Excerpted records.
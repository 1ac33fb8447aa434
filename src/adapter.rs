// -*- mode: rust; -*-
//
// This file is part of pairing-tss.
// See LICENSE for licensing information.

//! The boundary to a native pairing-friendly curve implementation.
//!
//! Every operation reads fixed-size byte buffers and writes its result into a
//! caller-allocated output buffer of exactly
//! [`CurveAdapter::field_elements_size`] or
//! [`CurveAdapter::group_elements_size`] bytes, returning an integer status.
//! Implementations perform no parameter validation of their own: sizes and
//! group agreement are checked by the [`algebra`](crate::algebra) layer before
//! any call is made. Implementations must be safe to call concurrently as long
//! as every call uses its own buffers.

mod bls12;

pub use bls12::Bls12381Adapter;

/// The operation succeeded.
pub const SUCCESS: i32 = 0;
/// Unspecified failure.
pub const GENERIC_FAILURE: i32 = -1;
/// An input buffer is not a canonical encoding.
pub const INVALID_ENCODING: i32 = -3;
/// A group element input is not on the curve.
pub const NOT_IN_CURVE: i32 = -4;
/// A field element has no inverse.
pub const CANNOT_INVERT: i32 = -5;

/// Number of random bytes consumed to draw one uniform field element.
pub const RANDOM_SEED_SIZE: usize = 64;

/// One of the two source groups of a bilinear pairing.
#[derive(Copy, Clone, Debug, Eq, PartialEq, Hash, PartialOrd, Ord)]
#[cfg_attr(feature = "serde", derive(serde::Serialize, serde::Deserialize))]
pub enum GroupId {
    /// The first source group.
    G1,
    /// The second source group.
    G2,
}

impl GroupId {
    /// The group paired against this one.
    pub fn opposite(self) -> GroupId {
        match self {
            GroupId::G1 => GroupId::G2,
            GroupId::G2 => GroupId::G1,
        }
    }
}

/// Byte-buffer interface to a native curve library.
pub trait CurveAdapter: Send + Sync {
    /// The seven-bit id of the curve this adapter implements.
    fn curve_id(&self) -> u8;
    /// Size in bytes of a serialized field element.
    fn field_elements_size(&self) -> usize;
    /// Size in bytes of a serialized element of `group`.
    fn group_elements_size(&self, group: GroupId) -> usize;

    /// Writes the additive identity of the field.
    fn field_zero(&self, output: &mut [u8]) -> i32;
    /// Writes the multiplicative identity of the field.
    fn field_one(&self, output: &mut [u8]) -> i32;
    /// Writes `value` as a field element.
    fn field_from_u64(&self, value: u64, output: &mut [u8]) -> i32;
    /// Reduces [`RANDOM_SEED_SIZE`] uniform bytes into a uniform field element.
    fn field_from_random_seed(&self, seed: &[u8], output: &mut [u8]) -> i32;
    /// Checks that `input` is a canonical field element and copies it.
    fn field_from_bytes(&self, input: &[u8], output: &mut [u8]) -> i32;
    /// `a + b`
    fn field_add(&self, a: &[u8], b: &[u8], output: &mut [u8]) -> i32;
    /// `a - b`
    fn field_subtract(&self, a: &[u8], b: &[u8], output: &mut [u8]) -> i32;
    /// `a * b`
    fn field_multiply(&self, a: &[u8], b: &[u8], output: &mut [u8]) -> i32;
    /// `base ^ exponent`
    fn field_pow(&self, base: &[u8], exponent: u64, output: &mut [u8]) -> i32;
    /// `a ^ -1`, or [`CANNOT_INVERT`] for zero.
    fn field_inverse(&self, a: &[u8], output: &mut [u8]) -> i32;

    /// Writes the fixed generator of `group`.
    fn group_generator(&self, group: GroupId, output: &mut [u8]) -> i32;
    /// Writes the identity of `group`.
    fn group_zero(&self, group: GroupId, output: &mut [u8]) -> i32;
    /// Checks that `input` encodes a point of `group` and copies it.
    fn group_from_bytes(&self, group: GroupId, input: &[u8], output: &mut [u8]) -> i32;
    /// Hashes arbitrary bytes onto `group`.
    fn group_from_hash(&self, group: GroupId, input: &[u8], output: &mut [u8]) -> i32;
    /// `a + b`
    fn group_add(&self, group: GroupId, a: &[u8], b: &[u8], output: &mut [u8]) -> i32;
    /// `a - b`
    fn group_subtract(&self, group: GroupId, a: &[u8], b: &[u8], output: &mut [u8]) -> i32;
    /// `point * scalar`
    fn group_scalar_mul(
        &self,
        group: GroupId,
        point: &[u8],
        scalar: &[u8],
        output: &mut [u8],
    ) -> i32;

    /// Element-wise `points[i] * scalars[i]`; all three slices have the same length.
    fn group_batch_scalar_mul(
        &self,
        group: GroupId,
        points: &[&[u8]],
        scalars: &[&[u8]],
        outputs: &mut [Vec<u8>],
    ) -> i32 {
        for ((point, scalar), output) in points.iter().zip(scalars).zip(outputs.iter_mut()) {
            let status = self.group_scalar_mul(group, point, scalar, output);
            if status != SUCCESS {
                return status;
            }
        }
        SUCCESS
    }

    /// Element-wise `a[i] + b[i]`; all three slices have the same length.
    fn group_batch_add(
        &self,
        group: GroupId,
        a: &[&[u8]],
        b: &[&[u8]],
        outputs: &mut [Vec<u8>],
    ) -> i32 {
        for ((a, b), output) in a.iter().zip(b).zip(outputs.iter_mut()) {
            let status = self.group_add(group, a, b, output);
            if status != SUCCESS {
                return status;
            }
        }
        SUCCESS
    }

    /// Writes whether `e(a_g1, a_g2) == e(b_g1, b_g2)` into `result`.
    fn pairing_equals(
        &self,
        a_g1: &[u8],
        a_g2: &[u8],
        b_g1: &[u8],
        b_g2: &[u8],
        result: &mut bool,
    ) -> i32;
}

Work order.
This exercise needs each record retyped exactly as shown.

Answer.
repository 1ac33fb8447aa434
filename src/adapter.rs
// -*- mode: rust; -*-
//
// This file is part of pairing-tss.
// See LICENSE for licensing information.

//! The boundary to a native pairing-friendly curve implementation.
//!
//! Every operation reads fixed-size byte buffers and writes its result into a
//! caller-allocated output buffer of exactly
//! [`CurveAdapter::field_elements_size`] or
//! [`CurveAdapter::group_elements_size`] bytes, returning an integer status.
//! Implementations perform no parameter validation of their own: sizes and
//! group agreement are checked by the [`algebra`](crate::algebra) layer before
//! any call is made. Implementations must be safe to call concurrently as long
//! as every call uses its own buffers.

mod bls12;

pub use bls12::Bls12381Adapter;

/// The operation succeeded.
pub const SUCCESS: i32 = 0;
/// Unspecified failure.
pub const GENERIC_FAILURE: i32 = -1;
/// An input buffer is not a canonical encoding.
pub const INVALID_ENCODING: i32 = -3;
/// A group element input is not on the curve.
pub const NOT_IN_CURVE: i32 = -4;
/// A field element has no inverse.
pub const CANNOT_INVERT: i32 = -5;

/// Number of random bytes consumed to draw one uniform field element.
pub const RANDOM_SEED_SIZE: usize = 64;

/// One of the two source groups of a bilinear pairing.
#[derive(Copy, Clone, Debug, Eq, PartialEq, Hash, PartialOrd, Ord)]
#[cfg_attr(feature = "serde", derive(serde::Serialize, serde::Deserialize))]
pub enum GroupId {
    /// The first source group.
    G1,
    /// The second source group.
    G2,
}

impl GroupId {
    /// The group paired against this one.
    pub fn opposite(self) -> GroupId {
        match self {
            GroupId::G1 => GroupId::G2,
            GroupId::G2 => GroupId::G1,
        }
    }
}

/// Byte-buffer interface to a native curve library.
pub trait CurveAdapter: Send + Sync {
    /// The seven-bit id of the curve this adapter implements.
    fn curve_id(&self) -> u8;
    /// Size in bytes of a serialized field element.
    fn field_elements_size(&self) -> usize;
    /// Size in bytes of a serialized element of `group`.
    fn group_elements_size(&self, group: GroupId) -> usize;

    /// Writes the additive identity of the field.
    fn field_zero(&self, output: &mut [u8]) -> i32;
    /// Writes the multiplicative identity of the field.
    fn field_one(&self, output: &mut [u8]) -> i32;
    /// Writes `value` as a field element.
    fn field_from_u64(&self, value: u64, output: &mut [u8]) -> i32;
    /// Reduces [`RANDOM_SEED_SIZE`] uniform bytes into a uniform field element.
    fn field_from_random_seed(&self, seed: &[u8], output: &mut [u8]) -> i32;
    /// Checks that `input` is a canonical field element and copies it.
    fn field_from_bytes(&self, input: &[u8], output: &mut [u8]) -> i32;
    /// `a + b`
    fn field_add(&self, a: &[u8], b: &[u8], output: &mut [u8]) -> i32;
    /// `a - b`
    fn field_subtract(&self, a: &[u8], b: &[u8], output: &mut [u8]) -> i32;
    /// `a * b`
    fn field_multiply(&self, a: &[u8], b: &[u8], output: &mut [u8]) -> i32;
    /// `base ^ exponent`
    fn field_pow(&self, base: &[u8], exponent: u64, output: &mut [u8]) -> i32;
    /// `a ^ -1`, or [`CANNOT_INVERT`] for zero.
    fn field_inverse(&self, a: &[u8], output: &mut [u8]) -> i32;

    /// Writes the fixed generator of `group`.
    fn group_generator(&self, group: GroupId, output: &mut [u8]) -> i32;
    /// Writes the identity of `group`.
    fn group_zero(&self, group: GroupId, output: &mut [u8]) -> i32;
    /// Checks that `input` encodes a point of `group` and copies it.
    fn group_from_bytes(&self, group: GroupId, input: &[u8], output: &mut [u8]) -> i32;
    /// Hashes arbitrary bytes onto `group`.
    fn group_from_hash(&self, group: GroupId, input: &[u8], output: &mut [u8]) -> i32;
    /// `a + b`
    fn group_add(&self, group: GroupId, a: &[u8], b: &[u8], output: &mut [u8]) -> i32;
    /// `a - b`
    fn group_subtract(&self, group: GroupId, a: &[u8], b: &[u8], output: &mut [u8]) -> i32;
    /// `point * scalar`
    fn group_scalar_mul(
        &self,
        group: GroupId,
        point: &[u8],
        scalar: &[u8],
        output: &mut [u8],
    ) -> i32;

    /// Element-wise `points[i] * scalars[i]`; all three slices have the same length.
    fn group_batch_scalar_mul(
        &self,
        group: GroupId,
        points: &[&[u8]],
        scalars: &[&[u8]],
        outputs: &mut [Vec<u8>],
    ) -> i32 {
        for ((point, scalar), output) in points.iter().zip(scalars).zip(outputs.iter_mut()) {
            let status = self.group_scalar_mul(group, point, scalar, output);
            if status != SUCCESS {
                return status;
            }
        }
        SUCCESS
    }

    /// Element-wise `a[i] + b[i]`; all three slices have the same length.
    fn group_batch_add(
        &self,
        group: GroupId,
        a: &[&[u8]],
        b: &[&[u8]],
        outputs: &mut [Vec<u8>],
    ) -> i32 {
        for ((a, b), output) in a.iter().zip(b).zip(outputs.iter_mut()) {
            let status = self.group_add(group, a, b, output);
            if status != SUCCESS {
                return status;
            }
        }
        SUCCESS
    }

    /// Writes whether `e(a_g1, a_g2) == e(b_g1, b_g2)` into `result`.
    fn pairing_equals(
        &self,
        a_g1: &[u8],
        a_g2: &[u8],
        b_g1: &[u8],
        b_g2: &[u8],
        result: &mut bool,
    ) -> i32;
}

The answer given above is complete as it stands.